** SOURCE INFORMATION follows **

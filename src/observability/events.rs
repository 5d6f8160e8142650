//! Structured event stream for `tickstate run`.
//!
//! Machine notifications are serialized as newline-delimited JSON (JSONL),
//! each line stamped with a monotonically increasing sequence number, the
//! wall-clock time, the machine name and the tick that produced it.

use std::io::{BufWriter, Write};
use std::path::Path;
use std::sync::Mutex;
use std::sync::atomic::{AtomicU64, Ordering};

use chrono::{DateTime, Utc};
use serde::Serialize;

use crate::fsm::{MachineEvent, StateId};

// ---------------------------------------------------------------------------
// Run summary
// ---------------------------------------------------------------------------

/// Why a simulation run ended.
#[derive(Debug, Clone, Copy, PartialEq, Eq, Serialize)]
#[serde(rename_all = "snake_case")]
pub enum StopReason {
    /// The tick budget was exhausted
    TickLimit,
    /// The script stopped the machine and nothing was left to do
    MachineStopped,
    /// SIGINT or SIGTERM
    Interrupted,
}

/// Final record written when a run ends.
#[derive(Debug, Clone, Serialize)]
pub struct RunSummary {
    /// Ticks processed
    pub ticks: u64,
    /// Completed state changes
    pub state_changes: u64,
    /// Current state at the end of the run
    pub final_state: Option<StateId>,
    /// Whether the machine ended running without a current state
    pub halted: bool,
    /// Why the run ended
    pub reason: StopReason,
}

/// Non-machine records in the stream.
#[derive(Debug, Serialize)]
#[serde(tag = "type")]
enum RunEvent<'a> {
    RunCompleted(&'a RunSummary),
}

// ---------------------------------------------------------------------------
// Envelope
// ---------------------------------------------------------------------------

/// Wraps a record with ordering and origin fields.
#[derive(Debug, Serialize)]
struct EventEnvelope<'a, T: Serialize> {
    /// Zero-based, monotonically increasing sequence counter
    sequence: u64,
    timestamp: DateTime<Utc>,
    machine: &'a str,
    tick: u64,
    /// The wrapped record, flattened into the same JSON object
    #[serde(flatten)]
    event: &'a T,
}

// ---------------------------------------------------------------------------
// Emitter
// ---------------------------------------------------------------------------

/// Thread-safe, buffered JSONL event writer.
///
/// Serialization or I/O failures are dropped; the event stream must never
/// abort a simulation.
pub struct EventEmitter {
    writer: Mutex<BufWriter<Box<dyn Write + Send>>>,
    sequence: AtomicU64,
}

impl std::fmt::Debug for EventEmitter {
    fn fmt(&self, f: &mut std::fmt::Formatter<'_>) -> std::fmt::Result {
        f.debug_struct("EventEmitter")
            .field("sequence", &self.sequence.load(Ordering::Relaxed))
            .finish_non_exhaustive()
    }
}

impl EventEmitter {
    /// Creates an emitter that writes to the given writer.
    #[must_use]
    pub fn new(writer: Box<dyn Write + Send>) -> Self {
        Self {
            writer: Mutex::new(BufWriter::new(writer)),
            sequence: AtomicU64::new(0),
        }
    }

    /// Creates an emitter that writes to stdout.
    #[must_use]
    pub fn stdout() -> Self {
        Self::new(Box::new(std::io::stdout()))
    }

    /// Creates an emitter that discards everything.
    #[must_use]
    pub fn noop() -> Self {
        Self::new(Box::new(std::io::sink()))
    }

    /// Creates an emitter that writes to a file at `path`.
    ///
    /// # Errors
    ///
    /// Returns an I/O error if the file cannot be created.
    pub fn from_file(path: &Path) -> std::io::Result<Self> {
        let file = std::fs::File::create(path)?;
        Ok(Self::new(Box::new(file)))
    }

    /// Writes one machine notification.
    pub fn emit(&self, machine: &str, tick: u64, event: &MachineEvent) {
        self.write(machine, tick, event);
    }

    /// Writes the end-of-run summary.
    pub fn emit_summary(&self, machine: &str, summary: &RunSummary) {
        self.write(machine, summary.ticks, &RunEvent::RunCompleted(summary));
    }

    /// Returns the number of records written so far.
    #[must_use]
    pub fn event_count(&self) -> u64 {
        self.sequence.load(Ordering::Relaxed)
    }

    fn write<T: Serialize>(&self, machine: &str, tick: u64, event: &T) {
        let envelope = EventEnvelope {
            sequence: self.sequence.fetch_add(1, Ordering::SeqCst),
            timestamp: Utc::now(),
            machine,
            tick,
            event,
        };

        if let Ok(mut w) = self.writer.lock()
            && let Ok(line) = serde_json::to_string(&envelope)
        {
            let _ = writeln!(w, "{line}");
            let _ = w.flush();
        }
    }
}

// ---------------------------------------------------------------------------
// Tests
// ---------------------------------------------------------------------------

** End of SOURCE INFORMATION **

# YOUR INSTRUCTIONS:
From the data above, copy each line with the string "enum" in it.

# EXERCISE ANSWER:
pub enum StopReason {
enum RunEvent<'a> {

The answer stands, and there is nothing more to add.